At that time, they'll be able to determine whether they want to proceed with it, but it has taken over a year. I think that's okay. Many people in the private sector would say this is really inefficient. Why does it take you a year to do something like this? It's because we deliberate. Our goal is not to produce a final....
Like, I'm not going to go back to my constituency and be able to tell them, listen, in my four years in the House of Commons, on your behalf, I produced 20 government reports with recommendations in them, 20 reports of Parliament. Nobody will give me a gold star for 21, or penalize me for 19. They will probably say they've never heard of a single one of them. But I know that there's a public servant somewhere in those departments whose responsibility it is to review the reports and see whether there's anything valuable that should be implemented. They can look at the contact information, potentially, for witnesses. They can review the witness list that was provided and discuss with those individuals how they can implement the recommendations provided to the government.
I'm an Albertan, and the national energy program in 1981 is an example of controversial bills passed more quickly, more efficiently, as a result of time allocation. We all know how deep an impact it had on Alberta, and on Alberta's political culture as well. Alberta has two political cultures, one in the north and one in the south. I'd refer you to the early 1970s. There's a great article written by Tom Flanagan describing these two political cultures. If you look at a political map of Alberta, you will see that in the voting patterns of Albertans.
The national energy program had a deep, lasting impact on the political culture of Alberta and the political fate of many Liberals and many Conservatives. It was passed with time allocation, efficiently moved through the House. The president of the Privy Council in 1971 promised that no precedent would be created by the initial use of time allocation, which turned out to be totally false.

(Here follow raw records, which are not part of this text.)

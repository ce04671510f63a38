#![allow(dead_code)]

use std::{
    path::{Path, PathBuf},
    sync::{Arc, Mutex},
};

use bucks_core::{
    config::StorageSettings,
    core::{FixedClock, SequentialIds, SessionStart, TransactionStore},
    storage::{FileStore, MemoryStore, Persistence},
};
use chrono::NaiveDate;
use once_cell::sync::Lazy;
use tempfile::TempDir;

/// Holds TempDir guards so temporary folders live for the duration of the test run.
static TEST_DIRS: Lazy<Mutex<Vec<TempDir>>> = Lazy::new(|| Mutex::new(Vec::new()));

pub fn date(raw: &str) -> NaiveDate {
    NaiveDate::parse_from_str(raw, "%Y-%m-%d").expect("valid test date")
}

/// Clock pinned to 2026-02-15, inside the demo data range.
pub fn fixed_clock() -> Arc<FixedClock> {
    Arc::new(FixedClock::on(date("2026-02-15")))
}

pub fn temp_dir() -> PathBuf {
    let temp = TempDir::new().expect("create temp dir");
    let path = temp.path().to_path_buf();
    TEST_DIRS.lock().expect("lock temp dir registry").push(temp);
    path
}

pub fn memory_store() -> TransactionStore {
    let clock = fixed_clock();
    let persistence = Persistence::new(
        Box::new(MemoryStore::new()),
        StorageSettings::default(),
        clock.clone(),
    );
    TransactionStore::new(persistence, clock, Arc::new(SequentialIds::new()))
}

pub fn seeded_memory_store() -> TransactionStore {
    let clock = fixed_clock();
    let persistence = Persistence::new(
        Box::new(MemoryStore::new()),
        StorageSettings::default(),
        clock.clone(),
    );
    let (store, start) =
        TransactionStore::hydrate_or_seed(persistence, clock, Arc::new(SequentialIds::new()), true)
            .expect("seed demo data");
    assert_eq!(start, SessionStart::Seeded { count: 8 });
    store
}

/// Opens a session over a file-backed store rooted at `dir`.
pub fn open_file_store(
    dir: &Path,
    seed_demo_data: bool,
) -> bucks_core::Result<(TransactionStore, SessionStart)> {
    let clock = fixed_clock();
    let backend = FileStore::new(dir)?;
    let persistence = Persistence::new(Box::new(backend), StorageSettings::default(), clock.clone());
    TransactionStore::hydrate_or_seed(persistence, clock, Arc::new(SequentialIds::new()), seed_demo_data)
}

Again, in this article, “Silencing Parliamentary Democracy or Effective Time Management? Time Allocation in the House of Commons”, by Mr. Pelletier. It's in the Canadian Parliamentary Review, winter 2000-01 edition.
Prime Minister Chrétien promised to govern without guillotining the opposition. “Guillotining” is the terminology from the article. This promise was broken barely two months after the start of the first session of the 35th Parliament, on a bill to change electoral boundaries. His government then also limited debate on gun control, constitutional protections for the LGBT community, and “imposed Standing Order 75c”, which is when, as I mentioned, the House leadership failed to reach an agreement by consensus 20 times.
The acting leader of the Canadian Alliance at the time, a great, great Albertan, Deborah Grey, spoke for over three hours on May 16, 2000, about the Chrétien government's lack of respect for the primacy of the House of Commons. She argued that the government's use of time allocation was to simply brush issues out of the way in the name of efficiency. In six years the Chrétien government used time allocation as much as the Mulroney government did in nine years. This is common to the government side, to refer to the previous Conservative government's use of time allocation.
Every government has started off with the best of intentions and eventually used time allocation more and more often as their term has gone on in Parliament. Typically, it's because they ram through their agenda, as opposed to trying to seek conciliation of some sort and build trust with the opposition parties. There will be times when we can't agree, and there will be times when we have to disagree and the government executive will have to use time allocation.
We will hum and we will haw, but I hope we've been pretty measured in our comments, when we have risen in those 30 minutes of debate, not to accuse you hysterically of shutting down democracy too many times.